I have been following the continuing, fluid declarations of Joseph and Donna McElroy of ElectricHands for about three years now. Their performances explore their imaginative reasonings, engaging with informed, multi-behavioural understanding to promote the idea that we (humanity) are the medium. They consciously refuse to stick to the traditional art protocols or to use materials or tools to justify the act of creating art itself. Most art attention is directed towards the object as art. They advocate that their embodied experience is art. What they create is a ‘gift economy’, not a product. Their recent collaboration is a collection of short streaming videos ranging in size from 274k to 1,185k.

In this recent assortment of work, various themes and ideas crop up that seem to be dealing with presence and non-presence. For instance, in ‘Ghosthands’, a video is presented of Joseph talking to the viewer, but you cannot hear his voice, whilst words are automatically typed out onto the web page saying, “as I type these words I’m typing them for you. These are my Ghost hands”. And then we shift an extra level in ‘I am not Donna’. Joseph is talking, but once more, you do not hear his voice. Instead, you hear Donna’s voice saying, “Hi, this is not Donna McElroy…This is my Shadow”. Yet the text appearing before your eyes read, “Hi, this is not Joseph McElroy…This is my Shadow”.

There are other works to see here, so the above does not define all the work, although I would like to mention that I also feel that there are traces and resonances of post-fluxus in many of the pieces, such as ‘Gum Joseph’. This new collection of work by Joseph and Donna McElroy features a successful exploration of defining unconsciousness as experience. It is a type of social psychology mixed with an intuitive way of using new media and the Internet.
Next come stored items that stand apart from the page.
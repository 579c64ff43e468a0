//! JSON report serialization for load test results.
//!
//! Produces a schema-versioned JSON summary containing latency percentiles,
//! throughput, error classification and a per-label breakdown, alongside the
//! plan shape that produced them. Designed for CI/CD pipeline consumption.

use serde::Serialize;
use std::collections::BTreeMap;
use std::path::Path;

use crate::loadtest::engine::LoadTestResult;
use crate::loadtest::metrics::LabelSnapshot;
use crate::loadtest::plan::TestPlan;
use crate::loadtest::scheduler::iterations;

/// Schema version for the JSON report format.
///
/// Increment when making breaking changes to the report structure.
const SCHEMA_VERSION: &str = "1.0";

/// Top-level JSON report structure.
#[derive(Debug, Serialize)]
pub struct LoadTestReport {
    /// Report format version for parser compatibility.
    pub schema_version: String,
    /// RFC 3339 timestamp when the report was generated.
    pub timestamp: String,
    pub plan_name: String,
    /// Results log the samples were written to.
    pub results_file: String,
    /// Actual run duration in seconds.
    pub duration_secs: f64,
    pub stopped_early: bool,
    pub thread_groups: Vec<ReportThreadGroup>,
    pub metrics: ReportMetrics,
    /// Failure counts by category.
    pub errors: BTreeMap<String, u64>,
    /// Per-label metrics keyed by sampler name.
    pub per_label: BTreeMap<String, LabelReportMetrics>,
}

/// Shape of one thread group as it was scheduled.
#[derive(Debug, Serialize)]
pub struct ReportThreadGroup {
    pub name: String,
    pub threads: u32,
    pub ramp_up_secs: u64,
    /// Step-sequence invocations per thread; `None` when looping until stopped.
    pub iterations: Option<u64>,
    pub steps: Vec<String>,
}

/// Aggregate metrics in the report.
#[derive(Debug, Serialize)]
pub struct ReportMetrics {
    pub total_samples: u64,
    pub success_count: u64,
    pub error_count: u64,
    /// Error rate as a fraction (0.0..=1.0).
    pub error_rate: f64,
    pub throughput_rps: f64,
    pub bytes_received: u64,
    pub latency: LatencyMetrics,
}

/// Latency metrics in milliseconds.
#[derive(Debug, Serialize)]
pub struct LatencyMetrics {
    pub mean_ms: f64,
    pub min_ms: u64,
    pub max_ms: u64,
    pub p50_ms: u64,
    pub p90_ms: u64,
    pub p95_ms: u64,
    pub p99_ms: u64,
}

/// Per-label metrics for JSON report output.
#[derive(Debug, Serialize)]
pub struct LabelReportMetrics {
    pub total_samples: u64,
    pub success_count: u64,
    pub error_count: u64,
    pub error_rate: f64,
    pub throughput_rps: f64,
    pub latency: LatencyMetrics,
    pub errors: BTreeMap<String, u64>,
}

impl LatencyMetrics {
    fn from_label(label: &LabelSnapshot) -> Self {
        Self {
            mean_ms: label.mean,
            min_ms: label.min,
            max_ms: label.max,
            p50_ms: label.p50,
            p90_ms: label.p90,
            p95_ms: label.p95,
            p99_ms: label.p99,
        }
    }
}

impl LoadTestReport {
    /// Build a report from a finished run and the plan that produced it.
    pub fn from_result(result: &LoadTestResult, plan: &TestPlan) -> Self {
        let snap = &result.snapshot;
        let elapsed_secs = result.elapsed.as_secs_f64();

        let thread_groups = plan
            .thread_groups
            .iter()
            .map(|group| ReportThreadGroup {
                name: group.name.clone(),
                threads: group.threads,
                ramp_up_secs: group.ramp_up_secs,
                iterations: iterations(&group.controller),
                steps: group
                    .controller
                    .steps
                    .iter()
                    .map(|s| s.name().to_owned())
                    .collect(),
            })
            .collect();

        let per_label = snap
            .per_label
            .iter()
            .map(|label| {
                (
                    label.label.clone(),
                    LabelReportMetrics {
                        total_samples: label.total,
                        success_count: label.total - label.failures,
                        error_count: label.failures,
                        error_rate: label.error_rate,
                        throughput_rps: if elapsed_secs > 0.0 {
                            label.total as f64 / elapsed_secs
                        } else {
                            0.0
                        },
                        latency: LatencyMetrics::from_label(label),
                        errors: label.error_categories.clone(),
                    },
                )
            })
            .collect();

        Self {
            schema_version: SCHEMA_VERSION.to_string(),
            timestamp: chrono::Utc::now().to_rfc3339(),
            plan_name: plan.name.clone(),
            results_file: result.output.display().to_string(),
            duration_secs: elapsed_secs,
            stopped_early: result.stopped_early,
            thread_groups,
            metrics: ReportMetrics {
                total_samples: snap.total,
                success_count: snap.total - snap.failures,
                error_count: snap.failures,
                error_rate: snap.error_rate,
                throughput_rps: snap.throughput(elapsed_secs),
                bytes_received: snap.bytes,
                latency: LatencyMetrics {
                    mean_ms: snap.mean,
                    min_ms: snap.min,
                    max_ms: snap.max,
                    p50_ms: snap.p50,
                    p90_ms: snap.p90,
                    p95_ms: snap.p95,
                    p99_ms: snap.p99,
                },
            },
            errors: snap.error_category_counts.clone(),
            per_label,
        }
    }
}

/// Write the report as pretty-printed JSON to `path`, creating parent
/// directories as needed.
pub fn write_report(report: &LoadTestReport, path: &Path) -> Result<(), std::io::Error> {
    if let Some(parent) = path.parent().filter(|p| !p.as_os_str().is_empty()) {
        std::fs::create_dir_all(parent)?;
    }
    let json = serde_json::to_string_pretty(report).map_err(std::io::Error::other)?;
    std::fs::write(path, json)
}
Going back to the two pieces Ghosthands and I am not Donna, such play on out-of-sync, communicative language functions suggests a dysfunction that many people experience in their everyday lives. Unearthing an existential realisation that our languages, gestures and actions are not necessarily of our own. They are shared, whether we like it or not. We are subconsciously entwined, at many levels, with non-fixed narratives, and we might not even be aware of such shifts. These socially informed performed observations are a poetic subjectivity, trying to break away from a singular ‘themed’ (one-liner) narrative. These works somehow manage to touch and reach inside the psyche. Leaving one in a state of confusion yet simultaneously accepting that what we see and hear is true but also immeasurable.

An example to ponder on is the lucid image and moment in Milan Kundera’s novel ‘Immortality’. Goethe is in heaven, describing a dream to Hemingway. It involves a puppet theatre production of his Faust-
‘And then I suddenly glanced at the seats and saw that the theatre was empty. That puzzled me. Where was the audience? … I expected them out front, and instead, they were at the back of the stage, gazing at me with wide-open, inquisitive eyes. As soon as my glance met theirs, they began to applaud. And I realized that my Faust didn’t interest them at all and that the show they wished to see was not the puppets I was leading round the stage, but me myself! Not Faust but Goethe!’ (p. 93)

So, Joseph and Donna are the audience, and they have taken hold of the reigns, blurring the boundaries between art and life. Art is experience. It breathes.